__SUPPLIED RECORDS__:

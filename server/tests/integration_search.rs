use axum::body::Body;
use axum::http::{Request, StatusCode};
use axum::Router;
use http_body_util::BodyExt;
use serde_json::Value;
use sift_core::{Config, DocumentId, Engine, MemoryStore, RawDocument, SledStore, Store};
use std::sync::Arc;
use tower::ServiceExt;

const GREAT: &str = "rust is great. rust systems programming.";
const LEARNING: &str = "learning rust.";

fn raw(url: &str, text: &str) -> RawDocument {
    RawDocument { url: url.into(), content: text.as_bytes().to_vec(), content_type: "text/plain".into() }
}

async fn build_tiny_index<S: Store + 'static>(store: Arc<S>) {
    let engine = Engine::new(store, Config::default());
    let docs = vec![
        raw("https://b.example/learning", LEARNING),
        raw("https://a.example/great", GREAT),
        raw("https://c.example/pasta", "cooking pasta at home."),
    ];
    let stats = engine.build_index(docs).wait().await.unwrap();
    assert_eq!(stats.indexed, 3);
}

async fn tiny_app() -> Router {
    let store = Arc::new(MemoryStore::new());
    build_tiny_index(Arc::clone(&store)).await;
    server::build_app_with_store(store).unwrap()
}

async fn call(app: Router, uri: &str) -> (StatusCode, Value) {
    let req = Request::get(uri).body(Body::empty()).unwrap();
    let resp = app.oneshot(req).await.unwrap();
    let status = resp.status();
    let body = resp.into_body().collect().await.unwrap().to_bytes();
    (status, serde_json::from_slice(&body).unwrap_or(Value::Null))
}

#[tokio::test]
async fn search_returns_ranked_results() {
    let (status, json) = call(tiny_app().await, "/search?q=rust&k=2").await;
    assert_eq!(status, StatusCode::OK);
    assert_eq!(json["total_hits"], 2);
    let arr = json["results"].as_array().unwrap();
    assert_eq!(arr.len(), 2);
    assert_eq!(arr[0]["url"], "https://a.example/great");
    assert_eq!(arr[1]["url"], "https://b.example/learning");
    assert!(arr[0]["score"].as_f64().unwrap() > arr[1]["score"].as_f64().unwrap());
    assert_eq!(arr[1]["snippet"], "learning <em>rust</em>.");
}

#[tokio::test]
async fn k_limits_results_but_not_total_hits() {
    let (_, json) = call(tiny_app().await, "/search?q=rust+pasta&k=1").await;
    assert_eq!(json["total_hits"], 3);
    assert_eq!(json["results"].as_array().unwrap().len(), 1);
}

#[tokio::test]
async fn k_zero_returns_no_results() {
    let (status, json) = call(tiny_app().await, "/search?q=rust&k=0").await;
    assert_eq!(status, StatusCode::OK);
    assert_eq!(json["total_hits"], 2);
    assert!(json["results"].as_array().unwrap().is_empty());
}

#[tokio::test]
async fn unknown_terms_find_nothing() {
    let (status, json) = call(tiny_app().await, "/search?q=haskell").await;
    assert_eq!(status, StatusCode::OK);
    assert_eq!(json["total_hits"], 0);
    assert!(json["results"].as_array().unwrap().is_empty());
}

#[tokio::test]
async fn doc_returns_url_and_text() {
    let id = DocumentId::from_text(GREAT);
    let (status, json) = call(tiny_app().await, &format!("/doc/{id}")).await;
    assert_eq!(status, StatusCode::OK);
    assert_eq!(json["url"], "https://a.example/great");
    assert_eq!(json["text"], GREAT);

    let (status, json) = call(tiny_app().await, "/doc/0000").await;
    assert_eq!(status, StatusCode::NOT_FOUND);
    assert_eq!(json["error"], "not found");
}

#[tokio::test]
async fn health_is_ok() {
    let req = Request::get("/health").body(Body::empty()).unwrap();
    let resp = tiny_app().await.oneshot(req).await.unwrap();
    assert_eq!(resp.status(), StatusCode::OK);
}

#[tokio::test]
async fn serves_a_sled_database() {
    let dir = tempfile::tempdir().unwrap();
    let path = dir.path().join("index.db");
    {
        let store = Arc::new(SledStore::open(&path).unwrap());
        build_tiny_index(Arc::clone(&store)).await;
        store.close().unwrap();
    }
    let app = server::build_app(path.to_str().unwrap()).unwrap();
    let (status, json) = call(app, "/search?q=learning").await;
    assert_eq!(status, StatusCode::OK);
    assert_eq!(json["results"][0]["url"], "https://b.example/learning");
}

---

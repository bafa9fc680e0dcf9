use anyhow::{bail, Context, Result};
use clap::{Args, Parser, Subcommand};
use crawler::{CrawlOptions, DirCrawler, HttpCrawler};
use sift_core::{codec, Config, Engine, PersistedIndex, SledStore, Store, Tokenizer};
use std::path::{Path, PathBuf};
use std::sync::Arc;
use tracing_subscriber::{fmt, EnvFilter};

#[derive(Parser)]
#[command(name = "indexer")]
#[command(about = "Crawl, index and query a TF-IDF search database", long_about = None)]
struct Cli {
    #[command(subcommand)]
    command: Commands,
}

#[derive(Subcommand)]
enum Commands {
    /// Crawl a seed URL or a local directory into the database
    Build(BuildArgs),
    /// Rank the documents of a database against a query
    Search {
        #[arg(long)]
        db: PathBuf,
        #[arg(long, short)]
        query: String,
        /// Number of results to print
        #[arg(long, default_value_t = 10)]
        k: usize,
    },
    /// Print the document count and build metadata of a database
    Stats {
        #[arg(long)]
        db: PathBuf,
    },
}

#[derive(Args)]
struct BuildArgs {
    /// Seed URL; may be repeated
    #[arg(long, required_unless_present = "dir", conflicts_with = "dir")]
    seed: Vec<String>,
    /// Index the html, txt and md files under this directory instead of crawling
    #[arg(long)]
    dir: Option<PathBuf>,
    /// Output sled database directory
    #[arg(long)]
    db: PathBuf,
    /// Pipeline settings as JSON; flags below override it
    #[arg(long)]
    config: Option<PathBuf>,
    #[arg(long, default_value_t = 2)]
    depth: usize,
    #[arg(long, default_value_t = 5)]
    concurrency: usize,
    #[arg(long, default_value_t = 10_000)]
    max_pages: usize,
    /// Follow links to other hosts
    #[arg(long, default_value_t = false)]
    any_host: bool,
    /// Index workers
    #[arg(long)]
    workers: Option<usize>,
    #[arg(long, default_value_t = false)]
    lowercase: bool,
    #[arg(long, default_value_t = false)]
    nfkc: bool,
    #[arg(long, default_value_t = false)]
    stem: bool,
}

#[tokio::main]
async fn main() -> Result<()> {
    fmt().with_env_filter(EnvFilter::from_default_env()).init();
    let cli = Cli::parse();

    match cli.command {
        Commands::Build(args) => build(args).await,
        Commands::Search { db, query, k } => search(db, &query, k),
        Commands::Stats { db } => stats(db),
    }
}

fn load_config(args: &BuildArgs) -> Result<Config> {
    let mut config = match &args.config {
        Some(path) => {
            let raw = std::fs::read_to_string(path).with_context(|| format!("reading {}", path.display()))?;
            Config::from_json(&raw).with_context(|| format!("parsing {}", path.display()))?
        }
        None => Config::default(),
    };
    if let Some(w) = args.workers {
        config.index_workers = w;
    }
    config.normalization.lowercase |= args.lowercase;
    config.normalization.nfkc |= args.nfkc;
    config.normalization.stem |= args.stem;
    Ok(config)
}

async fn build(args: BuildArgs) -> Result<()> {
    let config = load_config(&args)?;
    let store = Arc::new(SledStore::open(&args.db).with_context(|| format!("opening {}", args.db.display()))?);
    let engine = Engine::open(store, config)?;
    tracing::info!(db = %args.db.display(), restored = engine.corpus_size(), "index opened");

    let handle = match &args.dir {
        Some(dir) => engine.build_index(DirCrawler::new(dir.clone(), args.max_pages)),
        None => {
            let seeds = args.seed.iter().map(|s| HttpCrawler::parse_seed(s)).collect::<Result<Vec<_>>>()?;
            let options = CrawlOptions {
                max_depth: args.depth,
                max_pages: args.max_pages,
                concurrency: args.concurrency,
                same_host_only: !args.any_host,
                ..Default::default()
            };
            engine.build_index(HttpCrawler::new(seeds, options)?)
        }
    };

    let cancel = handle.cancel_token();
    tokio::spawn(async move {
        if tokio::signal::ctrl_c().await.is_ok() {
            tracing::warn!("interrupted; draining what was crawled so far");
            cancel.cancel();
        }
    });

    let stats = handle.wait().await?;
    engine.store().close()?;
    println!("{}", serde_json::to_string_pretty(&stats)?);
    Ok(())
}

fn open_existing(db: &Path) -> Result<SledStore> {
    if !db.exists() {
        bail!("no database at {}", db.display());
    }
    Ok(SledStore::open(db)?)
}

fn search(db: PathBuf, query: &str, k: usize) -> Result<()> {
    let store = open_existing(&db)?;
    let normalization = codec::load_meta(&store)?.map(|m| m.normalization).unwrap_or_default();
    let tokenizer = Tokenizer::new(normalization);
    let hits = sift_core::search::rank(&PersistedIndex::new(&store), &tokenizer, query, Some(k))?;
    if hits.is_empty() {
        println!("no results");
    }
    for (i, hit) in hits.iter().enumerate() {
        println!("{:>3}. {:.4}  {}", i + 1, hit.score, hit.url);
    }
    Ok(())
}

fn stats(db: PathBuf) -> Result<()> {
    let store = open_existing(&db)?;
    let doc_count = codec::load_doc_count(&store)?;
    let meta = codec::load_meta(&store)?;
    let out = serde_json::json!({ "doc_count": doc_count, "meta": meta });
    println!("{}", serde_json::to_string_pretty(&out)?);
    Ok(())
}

__TASK DETAILS__:
Would you copy out exactly the lines above that start at the one containing "filename server/tests/integration_search.rs" and end at the one containing "let status = resp.status();", inclusive?

__ANSWER SECTION__:
filename server/tests/integration_search.rs
use axum::body::Body;
use axum::http::{Request, StatusCode};
use axum::Router;
use http_body_util::BodyExt;
use serde_json::Value;
use sift_core::{Config, DocumentId, Engine, MemoryStore, RawDocument, SledStore, Store};
use std::sync::Arc;
use tower::ServiceExt;

const GREAT: &str = "rust is great. rust systems programming.";
const LEARNING: &str = "learning rust.";

fn raw(url: &str, text: &str) -> RawDocument {
    RawDocument { url: url.into(), content: text.as_bytes().to_vec(), content_type: "text/plain".into() }
}

async fn build_tiny_index<S: Store + 'static>(store: Arc<S>) {
    let engine = Engine::new(store, Config::default());
    let docs = vec![
        raw("https://b.example/learning", LEARNING),
        raw("https://a.example/great", GREAT),
        raw("https://c.example/pasta", "cooking pasta at home."),
    ];
    let stats = engine.build_index(docs).wait().await.unwrap();
    assert_eq!(stats.indexed, 3);
}

async fn tiny_app() -> Router {
    let store = Arc::new(MemoryStore::new());
    build_tiny_index(Arc::clone(&store)).await;
    server::build_app_with_store(store).unwrap()
}

async fn call(app: Router, uri: &str) -> (StatusCode, Value) {
    let req = Request::get(uri).body(Body::empty()).unwrap();
    let resp = app.oneshot(req).await.unwrap();
    let status = resp.status();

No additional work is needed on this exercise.